**Instructions for the task**
Output each line from the one that contains "catalog (insertion) order." to the final line of the data below, exactly, and include nothing else.

**Records**
[Start of section]

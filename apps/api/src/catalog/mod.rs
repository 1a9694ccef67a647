//! Catalog store: the read-mostly reference data (skills, roles, salary series).
//!
//! The matcher and chart builder only ever see `Arc<dyn CatalogStore>`, so the
//! SQLite backend can be replaced by fixture data in tests.

pub mod handlers;
#[cfg(test)]
pub mod memory;
pub mod schema;
pub mod seed;
pub mod sqlite;

use async_trait::async_trait;

use crate::errors::AppError;
use crate::models::catalog::{Role, SalaryDataPoint, Skill};

pub use sqlite::SqliteCatalog;

#[async_trait]
pub trait CatalogStore: Send + Sync {
    /// All roles, in catalog (insertion) order.
    async fn list_roles(&self) -> Result<Vec<Role>, AppError>;

    /// Salary points for one role title. No ordering guarantee.
    async fn list_salary_points(&self, role_title: &str) -> Result<Vec<SalaryDataPoint>, AppError>;

    /// All skills, ordered by category then name.
    async fn list_skills(&self) -> Result<Vec<Skill>, AppError>;
}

[End of section]

**Output for this task**
    /// All roles, in catalog (insertion) order.
    async fn list_roles(&self) -> Result<Vec<Role>, AppError>;

    /// Salary points for one role title. No ordering guarantee.
    async fn list_salary_points(&self, role_title: &str) -> Result<Vec<SalaryDataPoint>, AppError>;

    /// All skills, ordered by category then name.
    async fn list_skills(&self) -> Result<Vec<Skill>, AppError>;
}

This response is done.